Vacaville, California's Papa Roach shot to stardom with 2000's 'Infest,' whose lead single 'Last Resort' became one of the defining songs of the nu-metal era with its unflinching lyrics about suicide and desperation. Jacoby Shaddix's raw, confessional vocal style and the band's willingness to evolve through punk, electronic, and pop-rock phases have kept them commercially relevant for over two decades. With multiple platinum certifications and consistent arena-level touring, Papa Roach have far outlasted the nu-metal movement they helped popularize.
Pop Evil make hard rock built for immediate force: big choruses, thick riffs, steady grooves, and Leigh Kakaty's gritty, arena-sized vocal delivery. Their rise through Lipstick on the Mirror, War of Angels, and Onyx established a band with one foot in post-grunge melody and the other in heavier active-rock punch, producing durable anthems such as "100 in a 55," "Trenches," and "Deal with the Devil." Later albums widened the sound without abandoning the core. Up leaned into polished hooks, Pop Evil and Versatile added electronic accents and sharper rhythmic attack, and Skeletons brought a heavier, darker edge to the band's radio-ready structure. The music is not built around extremity; its impact comes from economy, repetition, and choruses that arrive fast. Guitars sit low and muscular, drums stay locked to the groove, and the vocals carry themes of resilience, frustration, self-repair, and confrontation in a plainspoken way. Pop Evil's strongest material works because it understands scale, turning simple riff-driven ideas into songs that can fill a festival field without losing their hard-rock spine.

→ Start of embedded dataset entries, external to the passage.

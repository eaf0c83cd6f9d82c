use crate::error::AppError;
use serde::{Deserialize, Serialize};
use std::path::{Path, PathBuf};

const CONFIG_FILE_NAME: &str = "config.json";
const CONFIG_ENV_VAR: &str = "TASKDECK_CONFIG_PATH";
const BASE_URL_ENV_VAR: &str = "TASKDECK_API_URL";

/// Used when neither the environment nor the config file names an
/// endpoint; matches the development server address.
pub const DEFAULT_BASE_URL: &str = "http://127.0.0.1:5000";

#[derive(Debug, Default, Clone, PartialEq, Eq, Serialize, Deserialize)]
pub struct Config {
    #[serde(default)]
    pub base_url: Option<String>,
    #[serde(default)]
    pub timeout_secs: Option<u64>,
}

#[derive(Debug, Clone)]
pub struct ConfigLoad {
    pub config: Config,
    pub error: Option<AppError>,
}

pub fn config_path() -> Result<PathBuf, AppError> {
    if let Ok(path) = std::env::var(CONFIG_ENV_VAR)
        && !path.trim().is_empty()
    {
        return Ok(PathBuf::from(path));
    }

    if cfg!(windows) {
        let appdata =
            std::env::var("APPDATA").map_err(|_| AppError::invalid_data("APPDATA is not set"))?;
        Ok(PathBuf::from(appdata)
            .join("taskdeck")
            .join(CONFIG_FILE_NAME))
    } else {
        let home = std::env::var("HOME").map_err(|_| AppError::invalid_data("HOME is not set"))?;
        Ok(PathBuf::from(home)
            .join(".config")
            .join("taskdeck")
            .join(CONFIG_FILE_NAME))
    }
}

/// A missing or unreadable config never blocks startup: defaults are
/// returned and the error is carried for the caller to report.
pub fn load_config_with_fallback() -> ConfigLoad {
    match config_path() {
        Ok(path) => load_config_with_fallback_from_path(&path),
        Err(err) => ConfigLoad {
            config: Config::default(),
            error: Some(err),
        },
    }
}

fn load_config_with_fallback_from_path(path: &Path) -> ConfigLoad {
    if !path.exists() {
        return ConfigLoad {
            config: Config::default(),
            error: None,
        };
    }

    match load_config_from_path(path) {
        Ok(config) => ConfigLoad {
            config,
            error: None,
        },
        Err(err) => ConfigLoad {
            config: Config::default(),
            error: Some(err),
        },
    }
}

fn load_config_from_path(path: &Path) -> Result<Config, AppError> {
    let content = std::fs::read_to_string(path)
        .map_err(|err| AppError::invalid_data(format!("{}: {}", path.display(), err)))?;
    serde_json::from_str(&content).map_err(|err| {
        AppError::invalid_data(format!("invalid JSON in {}: {}", path.display(), err))
    })
}

/// Resolution order for the API endpoint: `TASKDECK_API_URL`, then the
/// config file, then the default. Trailing slashes are dropped.
pub fn api_base_url(config: &Config) -> String {
    if let Ok(value) = std::env::var(BASE_URL_ENV_VAR)
        && !value.trim().is_empty()
    {
        return normalize_base_url(&value);
    }

    match config.base_url.as_deref() {
        Some(value) if !value.trim().is_empty() => normalize_base_url(value),
        _ => DEFAULT_BASE_URL.to_string(),
    }
}

fn normalize_base_url(raw: &str) -> String {
    raw.trim().trim_end_matches('/').to_string()
}
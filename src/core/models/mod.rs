//! Selectable model metadata

pub mod registry;

pub use registry::{
    DEFAULT_MODEL_ID, ModelDescriptor, SINGLE_MESSAGE_MAX_TOKENS, SINGLE_MESSAGE_MODEL_ID,
    describe, list_models,
};
//! Upstream selection

use super::*;
use serde::{Deserialize, Serialize};

/// Which gateway serves inference calls
#[derive(Debug, Clone, Copy, PartialEq, Eq, Default, Serialize, Deserialize)]
#[serde(rename_all = "lowercase")]
pub enum UpstreamMode {
    /// Sign and send requests to the Bedrock runtime directly
    #[default]
    Bedrock,
    /// Forward conversations to a self-hosted chat endpoint
    Remote,
}

impl std::str::FromStr for UpstreamMode {
    type Err = String;

    fn from_str(s: &str) -> Result<Self, Self::Err> {
        match s.to_ascii_lowercase().as_str() {
            "bedrock" => Ok(UpstreamMode::Bedrock),
            "remote" => Ok(UpstreamMode::Remote),
            other => Err(format!("Unknown upstream mode: {}", other)),
        }
    }
}

/// Upstream configuration
#[derive(Debug, Clone, Default, Serialize, Deserialize)]
#[serde(default)]
pub struct UpstreamConfig {
    pub mode: UpstreamMode,
    /// Endpoint accepting `{ messages, modelId }`; required in remote mode
    pub remote_url: Option<String>,
}

impl Validate for UpstreamConfig {
    fn validate(&self) -> Result<(), String> {
        match (self.mode, &self.remote_url) {
            (UpstreamMode::Remote, None) => {
                Err("remote_url is required when upstream mode is remote".to_string())
            }
            (_, Some(url)) => url::Url::parse(url)
                .map(|_| ())
                .map_err(|e| format!("Invalid remote_url: {}", e)),
            _ => Ok(()),
        }
    }
}
//! Logging setup
//!
//! Installs the global `tracing` subscriber. `RUST_LOG` wins over the
//! configured level.

use crate::config::LoggingConfig;
use tracing_subscriber::EnvFilter;

/// Build the filter from `RUST_LOG`, falling back to `config.level`
pub fn env_filter(config: &LoggingConfig) -> EnvFilter {
    EnvFilter::try_from_default_env().unwrap_or_else(|_| EnvFilter::new(&config.level))
}

/// Install the global subscriber; a second call is a no-op
pub fn init_logging(config: &LoggingConfig) {
    let builder = tracing_subscriber::fmt()
        .with_env_filter(env_filter(config))
        .with_target(false)
        .with_thread_ids(false);

    let result = if config.json {
        builder.json().try_init()
    } else {
        builder.try_init()
    };

    if let Err(e) = result {
        tracing::debug!("Logging already initialized: {}", e);
    }
}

Puddle of Mudd formed in Kansas City in 1991 and became a major post-grunge and hard-rock act after Wes Scantlin's songwriting reached a wider audience in the early 2000s. Come Clean was the breakthrough, driven by "Control," "Blurry," "Drift & Die," and "She Hates Me," songs that placed wounded melody, relationship damage, and radio-ready guitar crunch at the center of mainstream rock. Life on Display, Famous, Vol. 4: Songs in the Key of Love and Hate, Welcome to Galvania, Ubiquitous, and later material kept the band active through changing rock climates, even as public attention sometimes focused as much on Scantlin's controversies as on the music. The band's sound fits metal-adjacent hard rock through thick distortion, post-grunge heaviness, and touring context with other heavy radio-rock acts. Puddle of Mudd's strongest songs work because they are direct to the point of bluntness: simple riffs, choruses built for instant recall, and vocals that turn resentment and regret into a strained melodic hook. At their best, they capture the anxious, damaged side of early-2000s rock radio.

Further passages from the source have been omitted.